Doug snorted. "That's Gabe for you. Talk to me about accents - posh Castilian, generic Central American...what are you aiming for?" He was definitely used to Jubilee's need for occupying her time and also her tendency to skip over several steps of internal stuff in conversation.
"Hmm. Well, I'm gonna be dealing with Eastern and Southern Europe mostly, so I'd go for posh Central American, even if I could get away with Castilian,” Jubilee theorized as she pulled her legs up and rested her chin on her knees. It was a common posture for her, giving her something to hold onto but also something to lean against. "There's actually a pretty large Chinese population there so I could get away with trying to pass myself off as a local of sorts."
"Let's go centroamericana then, since you're never going to pass as any flavor of Latin, and the best cover stories lift an element of truth in with the lies." Besides, Doug could never take the lispiness of Castilian Spanish seriously, even before dealing with Manuel de la Rocha.
“So what’s first?” Jubilee replied, slipping into passable Spanish, but with what was a completely atrocious American lilt.

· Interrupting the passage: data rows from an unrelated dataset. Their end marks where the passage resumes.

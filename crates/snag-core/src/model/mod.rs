//! Entity types for the repair-ticket domain.
//!
//! `Ticket` is the root aggregate; `Binding` links one ticket to one worker
//! for the duration of an assignment. Everything else is flat reference or
//! bookkeeping data.

pub mod complaint;
pub mod dispatch;
pub mod ticket;
pub mod worker;

pub use complaint::{Complaint, ComplaintStatus, StaffRef, Statement};
pub use dispatch::{Binding, BindingStatus, RepairOutcome, RepairRecord, RepairReport};
pub use ticket::{Channel, InvalidTransition, NewTicket, ParseEnumError, Status, Ticket};
pub use worker::Worker;

use serde::{Deserialize, Serialize};

/// A category of repairable fault. Static reference data, no lifecycle.
#[derive(Debug, Clone, PartialEq, Eq, Serialize, Deserialize)]
pub struct FaultType {
    pub id: i64,
    pub name: String,
}

/// A resident who can submit tickets and leave feedback.
#[derive(Debug, Clone, PartialEq, Eq, Serialize, Deserialize)]
pub struct Resident {
    pub id: i64,
    pub name: String,
    pub address: String,
}

/// A dispatcher who logs and assigns tickets.
#[derive(Debug, Clone, PartialEq, Eq, Serialize, Deserialize)]
pub struct Dispatcher {
    pub id: i64,
    pub name: String,
}

/// Resident feedback left after a repair, scored 1 (worst) to 5 (best).
#[derive(Debug, Clone, Copy, PartialEq, Eq, Serialize, Deserialize)]
pub struct Feedback {
    pub id: i64,
    pub ticket: i64,
    pub response_speed: u8,
    pub service_attitude: u8,
    pub satisfaction: u8,
}

/// Score triple a resident submits with feedback.
#[derive(Debug, Clone, Copy, PartialEq, Eq)]
pub struct FeedbackScores {
    pub response_speed: u8,
    pub service_attitude: u8,
    pub satisfaction: u8,
}
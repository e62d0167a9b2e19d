//! `snag show` — display one ticket with its active binding, if any.

use std::io::Write as _;
use std::path::Path;

use clap::Args;
use serde::Serialize;
use snag_core::error::{Entity, Error};
use snag_core::model::{Binding, Ticket};
use snag_core::store::Store;

use crate::output::{OutputMode, fail, render};
use crate::workspace::Workspace;

#[derive(Args, Debug)]
pub struct ShowArgs {
    /// Ticket id to show.
    pub ticket: i64,
}

#[derive(Debug, Serialize)]
struct ShowOutput {
    #[serde(flatten)]
    ticket: Ticket,
    #[serde(skip_serializing_if = "Option::is_none")]
    active_binding: Option<Binding>,
}

pub fn run_show(args: &ShowArgs, output: OutputMode, project_root: &Path) -> anyhow::Result<()> {
    let workspace = Workspace::discover(project_root)?;
    let mut store = workspace.open_store()?;

    let result = store
        .transaction(|tx| {
            let ticket = tx.get_ticket(args.ticket)?.ok_or(Error::NotFound {
                entity: Entity::Ticket,
                id: args.ticket,
            })?;
            let active_binding = tx.active_binding_for(args.ticket)?;
            Ok(ShowOutput {
                ticket,
                active_binding,
            })
        })
        .map_err(|e| fail(output, &e))?;

    render(output, &result, |v, w| {
        writeln!(w, "ticket {}", v.ticket.id)?;
        writeln!(w, "  status:      {}", v.ticket.status)?;
        writeln!(w, "  fault type:  {}", v.ticket.fault_type)?;
        writeln!(w, "  channel:     {}", v.ticket.channel)?;
        writeln!(w, "  resident:    {}", v.ticket.resident)?;
        match v.ticket.dispatcher {
            Some(dispatcher) => writeln!(w, "  dispatcher:  {dispatcher}")?,
            None => writeln!(w, "  dispatcher:  (awaiting intake)")?,
        }
        writeln!(w, "  description: {}", v.ticket.description)?;
        if let Some(binding) = &v.active_binding {
            writeln!(w, "  worker:      {} (binding {})", binding.worker, binding.id)?;
        }
        Ok(())
    })
}
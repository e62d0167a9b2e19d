//! Typed outcomes for every core operation.
//!
//! The taxonomy keeps distinct failures distinct: a missing ticket is not an
//! invalid state, and "no eligible worker" is not an error at all (it is
//! [`AssignOutcome::NoWorkerAvailable`](crate::dispatch::AssignOutcome) —
//! a legitimate result the caller may retry). No core operation leaves a
//! partial mutation behind: the store rolls back the whole transaction when
//! one of these surfaces.

use std::fmt;
use thiserror::Error;

use crate::model::Status;

/// The kinds of entity an id can fail to resolve to.
#[derive(Debug, Clone, Copy, PartialEq, Eq)]
pub enum Entity {
    Ticket,
    Worker,
    Dispatcher,
    Resident,
    FaultType,
    Binding,
    Complaint,
}

impl Entity {
    const fn as_str(self) -> &'static str {
        match self {
            Self::Ticket => "ticket",
            Self::Worker => "worker",
            Self::Dispatcher => "dispatcher",
            Self::Resident => "resident",
            Self::FaultType => "fault type",
            Self::Binding => "binding",
            Self::Complaint => "complaint",
        }
    }
}

impl fmt::Display for Entity {
    fn fmt(&self, f: &mut fmt::Formatter<'_>) -> fmt::Result {
        f.write_str(self.as_str())
    }
}

/// Error type returned by all core operations.
#[derive(Debug, Error)]
pub enum Error {
    /// An id did not resolve to an existing entity.
    #[error("{entity} {id} not found")]
    NotFound { entity: Entity, id: i64 },

    /// The operation is not permitted from the ticket's current status.
    ///
    /// Also returned when a racing caller wins the conditional status
    /// update: the loser observes the ticket no longer in the expected
    /// status, never a silent double transition.
    #[error("ticket {ticket} is {status}, cannot {operation}")]
    InvalidState {
        ticket: i64,
        status: Status,
        operation: &'static str,
    },

    /// A dispatcher tried to assign a ticket it did not log.
    #[error("dispatcher {dispatcher} did not log ticket {ticket}")]
    NotOwner { ticket: i64, dispatcher: i64 },

    /// The operation is not permitted from the complaint's current status.
    #[error("complaint {complaint} is {status}, cannot {operation}")]
    ComplaintClosed {
        complaint: i64,
        status: crate::model::ComplaintStatus,
        operation: &'static str,
    },

    /// Caller-supplied input failed validation before touching the store.
    #[error("{0}")]
    Validation(String),

    /// The persistence layer failed. The operation had no effect and is
    /// safe to retry: every mutation is conditional and transactional.
    #[error("store unavailable: {0}")]
    Store(String),
}

impl From<rusqlite::Error> for Error {
    fn from(error: rusqlite::Error) -> Self {
        Self::Store(error.to_string())
    }
}

/// Result alias used throughout the core.
pub type Result<T, E = Error> = std::result::Result<T, E>;

/// Machine-readable error codes for CLI and agent-facing output.
#[derive(Debug, Clone, Copy, PartialEq, Eq, Hash)]
pub enum ErrorCode {
    NotFound,
    InvalidState,
    NotOwner,
    ComplaintClosed,
    Validation,
    StoreUnavailable,
}

impl ErrorCode {
    /// Stable code identifier (`E####`) for machine parsing.
    #[must_use]
    pub const fn code(self) -> &'static str {
        match self {
            Self::NotFound => "E2001",
            Self::InvalidState => "E2002",
            Self::NotOwner => "E2003",
            Self::ComplaintClosed => "E2004",
            Self::Validation => "E2005",
            Self::StoreUnavailable => "E5001",
        }
    }

    /// Optional remediation hint that can be surfaced to operators.
    #[must_use]
    pub const fn hint(self) -> Option<&'static str> {
        match self {
            Self::NotFound => Some("Check the id with `snag list` or `snag show`."),
            Self::InvalidState => {
                Some("Tickets move submitted -> logged -> assigned -> repaired -> reviewed.")
            }
            Self::NotOwner => Some("Only the dispatcher who logged a ticket may assign it."),
            Self::ComplaintClosed => Some("Closed complaints accept no further statements."),
            Self::Validation => None,
            Self::StoreUnavailable => {
                Some("No mutation was applied. Retry once the store is reachable.")
            }
        }
    }
}

impl Error {
    /// The stable code classifying this error.
    #[must_use]
    pub const fn code(&self) -> ErrorCode {
        match self {
            Self::NotFound { .. } => ErrorCode::NotFound,
            Self::InvalidState { .. } => ErrorCode::InvalidState,
            Self::NotOwner { .. } => ErrorCode::NotOwner,
            Self::ComplaintClosed { .. } => ErrorCode::ComplaintClosed,
            Self::Validation(_) => ErrorCode::Validation,
            Self::Store(_) => ErrorCode::StoreUnavailable,
        }
    }
}

impl fmt::Display for ErrorCode {
    fn fmt(&self, f: &mut fmt::Formatter<'_>) -> fmt::Result {
        write!(f, "{}", self.code())
    }
}

#[cfg(test)]
mod tests {
    use super::{Entity, Error, ErrorCode};
    use crate::model::Status;
    use std::collections::HashSet;

    const ALL_CODES: [ErrorCode; 6] = [
        ErrorCode::NotFound,
        ErrorCode::InvalidState,
        ErrorCode::NotOwner,
        ErrorCode::ComplaintClosed,
        ErrorCode::Validation,
        ErrorCode::StoreUnavailable,
    ];

    #[test]
    fn all_codes_are_unique() {
        let mut seen = HashSet::new();
        for code in ALL_CODES {
            assert!(seen.insert(code.code()), "duplicate code {}", code.code());
        }
    }

    #[test]
    fn code_format_is_machine_friendly() {
        for code in ALL_CODES {
            let rendered = code.code();
            assert_eq!(rendered.len(), 5);
            assert!(rendered.starts_with('E'));
            assert!(rendered.chars().skip(1).all(|c| c.is_ascii_digit()));
        }
    }

    #[test]
    fn errors_map_to_codes() {
        let not_found = Error::NotFound {
            entity: Entity::Ticket,
            id: 7,
        };
        assert_eq!(not_found.code(), ErrorCode::NotFound);
        assert_eq!(not_found.to_string(), "ticket 7 not found");

        let invalid = Error::InvalidState {
            ticket: 7,
            status: Status::Assigned,
            operation: "intake",
        };
        assert_eq!(invalid.code(), ErrorCode::InvalidState);
        assert_eq!(invalid.to_string(), "ticket 7 is assigned, cannot intake");

        let not_owner = Error::NotOwner {
            ticket: 7,
            dispatcher: 2,
        };
        assert_eq!(not_owner.code(), ErrorCode::NotOwner);
    }
}
//! `snag intake` — a dispatcher logs a submitted ticket, binding
//! themselves to it.

use std::io::Write as _;
use std::path::Path;

use clap::Args;
use serde::Serialize;
use snag_core::lifecycle;

use crate::output::{OutputMode, fail, render};
use crate::workspace::Workspace;

#[derive(Args, Debug)]
pub struct IntakeArgs {
    /// Ticket id to log.
    pub ticket: i64,

    /// Dispatcher performing intake.
    #[arg(long)]
    pub dispatcher: i64,
}

#[derive(Debug, Serialize)]
struct IntakeOutput {
    id: i64,
    status: String,
    dispatcher: i64,
}

pub fn run_intake(args: &IntakeArgs, output: OutputMode, project_root: &Path) -> anyhow::Result<()> {
    let workspace = Workspace::discover(project_root)?;
    let mut store = workspace.open_store()?;

    let ticket = lifecycle::log_intake(&mut store, args.ticket, args.dispatcher)
        .map_err(|e| fail(output, &e))?;

    let result = IntakeOutput {
        id: ticket.id,
        status: ticket.status.to_string(),
        dispatcher: args.dispatcher,
    };
    render(output, &result, |v, w| {
        writeln!(w, "ticket {} logged by dispatcher {}", v.id, v.dispatcher)
    })
}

Back before all of this she honestly wouldn’t have cared, and even during the first few years of her training it had been easier to just use her Americanness as its own sort of cover. But that was then, and this was now. As much as she sometimes resented Kevin’s pushiness when it came to her place, she’d never once doubted he was right.
So, accent lessons, because it made her more useful and meant she could get them the assets they’d need so she could step back and work the areas they needed from a distance. While she might prefer being boots on the ground, it wasn’t where she was needed most.
Doug drew himself up into the posture that said 'Doug is about to be deeply nerdy about linguistics, so strap in'. "So. The major distinguishers of different dialects of Spanish fall into two categories. The first is variations of certain phonemes - whether the double-L is pronounced more like a Y or like sh, for example. The second is what they use for second person pronouns and verb conjugation - tu, vos, or usted."
“I’ve heard about that phonemes thing! Like, how, we all form them or something when we’re young, so like, when it comes to learning a new language later it’s hard because our mouths just don’t know how to shape the words.” Jubilee piped up excitedly.
She sat up straighter, her attitude going from slightly manic to more focused as she zero’d in on Doug’s information, packing it away slowly as she listened. Jubilee had actually always been a quick study, and as a student she was often focused and managed leaps of logic easily.
If it hadn’t been for her inability to sit still for longer than thirty minutes without some sort of fidget break, she’d be the ideal student.